=== Stored data ===
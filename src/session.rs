use std::sync::atomic::{AtomicU32, Ordering};
use std::sync::Arc;

use async_trait::async_trait;
use bytes::Bytes;
use serde::Serialize;
use tokio::sync::{broadcast, mpsc};

use crate::error::StreamError;
use crate::settings::StreamingSettings;
use crate::tuner::TunerClient;

pub type ChannelId = u64;
pub type RecordedId = u64;
pub type EncodedId = u64;

/// Output container for the multi-container delivery types.
#[derive(Debug, Clone, Copy, PartialEq, Eq, Serialize)]
#[serde(rename_all = "lowercase")]
pub enum Container {
    WebM,
    Mp4,
    MpegTs,
}

/// Immutable session descriptor used for deduplication and status reports.
///
/// One variant per delivery type, carrying only the fields valid for it.
/// Mutable runtime state (viewer count, enable flag) deliberately lives
/// elsewhere so descriptors can be compared directly.
#[derive(Debug, Clone, PartialEq, Serialize)]
#[serde(tag = "type", rename_all = "camelCase", rename_all_fields = "camelCase")]
pub enum SessionInfo {
    LiveHls {
        channel_id: ChannelId,
        mode: usize,
    },
    LiveMpegTs {
        channel_id: ChannelId,
        mode: usize,
    },
    LiveTranscode {
        channel_id: ChannelId,
        mode: usize,
        container: Container,
    },
    RtmpLive {
        channel_id: ChannelId,
        mode: usize,
        stream_key: String,
    },
    RecordedHls {
        recorded_id: RecordedId,
        mode: usize,
        #[serde(skip_serializing_if = "Option::is_none")]
        encoded_id: Option<EncodedId>,
    },
    RecordedStream {
        recorded_id: RecordedId,
        mode: usize,
        container: Container,
    },
}

impl SessionInfo {
    /// Segmented sessions produce a manifest plus numbered segment files and
    /// only become watchable once the readiness detector enables them.
    pub fn is_segmented(&self) -> bool {
        matches!(self, SessionInfo::LiveHls { .. } | SessionInfo::RecordedHls { .. })
    }

    pub fn kind(&self) -> &'static str {
        match self {
            SessionInfo::LiveHls { .. } => "live_hls",
            SessionInfo::LiveMpegTs { .. } => "live_mpegts",
            SessionInfo::LiveTranscode { .. } => "live_transcode",
            SessionInfo::RtmpLive { .. } => "rtmp_live",
            SessionInfo::RecordedHls { .. } => "recorded_hls",
            SessionInfo::RecordedStream { .. } => "recorded_stream",
        }
    }
}

/// Shared, never-negative viewer reference counter.
#[derive(Clone, Default)]
pub struct ViewerCounter(Arc<AtomicU32>);

impl ViewerCounter {
    pub fn new() -> Self {
        Self::default()
    }

    pub fn get(&self) -> u32 {
        self.0.load(Ordering::Acquire)
    }

    pub fn increment(&self) -> u32 {
        self.0.fetch_add(1, Ordering::AcqRel).saturating_add(1)
    }

    /// Saturating decrement; a stray double-release must not underflow.
    pub fn decrement(&self) -> u32 {
        let prev = self
            .0
            .fetch_update(Ordering::AcqRel, Ordering::Acquire, |v| v.checked_sub(1))
            .unwrap_or(0);
        prev.saturating_sub(1)
    }

    /// Used only by forced stop to bypass the deferred-stop guard.
    pub fn reset(&self) {
        self.0.store(0, Ordering::Release);
    }
}

/// Signal from a session (or a viewer handle) back to the registry. Sessions
/// never reach into the slot table themselves; the registry owns it.
#[derive(Debug, Clone, Copy, PartialEq, Eq)]
pub enum SlotMessage {
    /// The external process died while the session was active; the slot must
    /// be reconciled with a forced stop.
    Died(usize),
    /// A viewer detached; the registry should attempt a regular (deferrable)
    /// stop of the slot.
    Release(usize),
}

/// Everything a session needs to acquire its source and spawn its encoder.
pub struct SessionContext {
    pub settings: Arc<StreamingSettings>,
    pub tuner: Arc<dyn TunerClient>,
    pub slot_tx: mpsc::UnboundedSender<SlotMessage>,
}

/// One unit of stream delivery occupying a registry slot.
///
/// Lifecycle: constructed idle, `start(slot)` acquires the source and spawns
/// the encoder (undoing partial work on failure), `stop` is idempotent and
/// releases everything. The process handle is held iff the session is active.
#[async_trait]
pub trait StreamSession: Send {
    async fn start(&mut self, slot: usize) -> Result<(), StreamError>;

    async fn stop(&mut self) -> anyhow::Result<()>;

    fn info(&self) -> SessionInfo;

    fn viewers(&self) -> ViewerCounter;

    /// Encoder stdout fan-out for pull-delivery types; `None` for sessions
    /// that write to disk or push outward.
    fn subscribe_output(&self) -> Option<broadcast::Receiver<Bytes>> {
        None
    }
}

/// Point-in-time view of one slot. Empty slots are reported as a disabled,
/// zero-viewer placeholder so slot numbering stays stable for callers.
#[derive(Debug, Clone, Serialize)]
#[serde(rename_all = "camelCase")]
pub struct SlotSnapshot {
    pub slot_number: usize,
    pub is_enabled: bool,
    pub viewer_count: u32,
    #[serde(flatten)]
    pub info: Option<SessionInfo>,
}

impl SlotSnapshot {
    pub fn empty(slot_number: usize) -> Self {
        Self {
            slot_number,
            is_enabled: false,
            viewer_count: 0,
            info: None,
        }
    }
}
===
-- What is being asked --
Within the entries, how many lines contain the word "StreamError"? Answer with a number alone.

-- Exercise answer --
2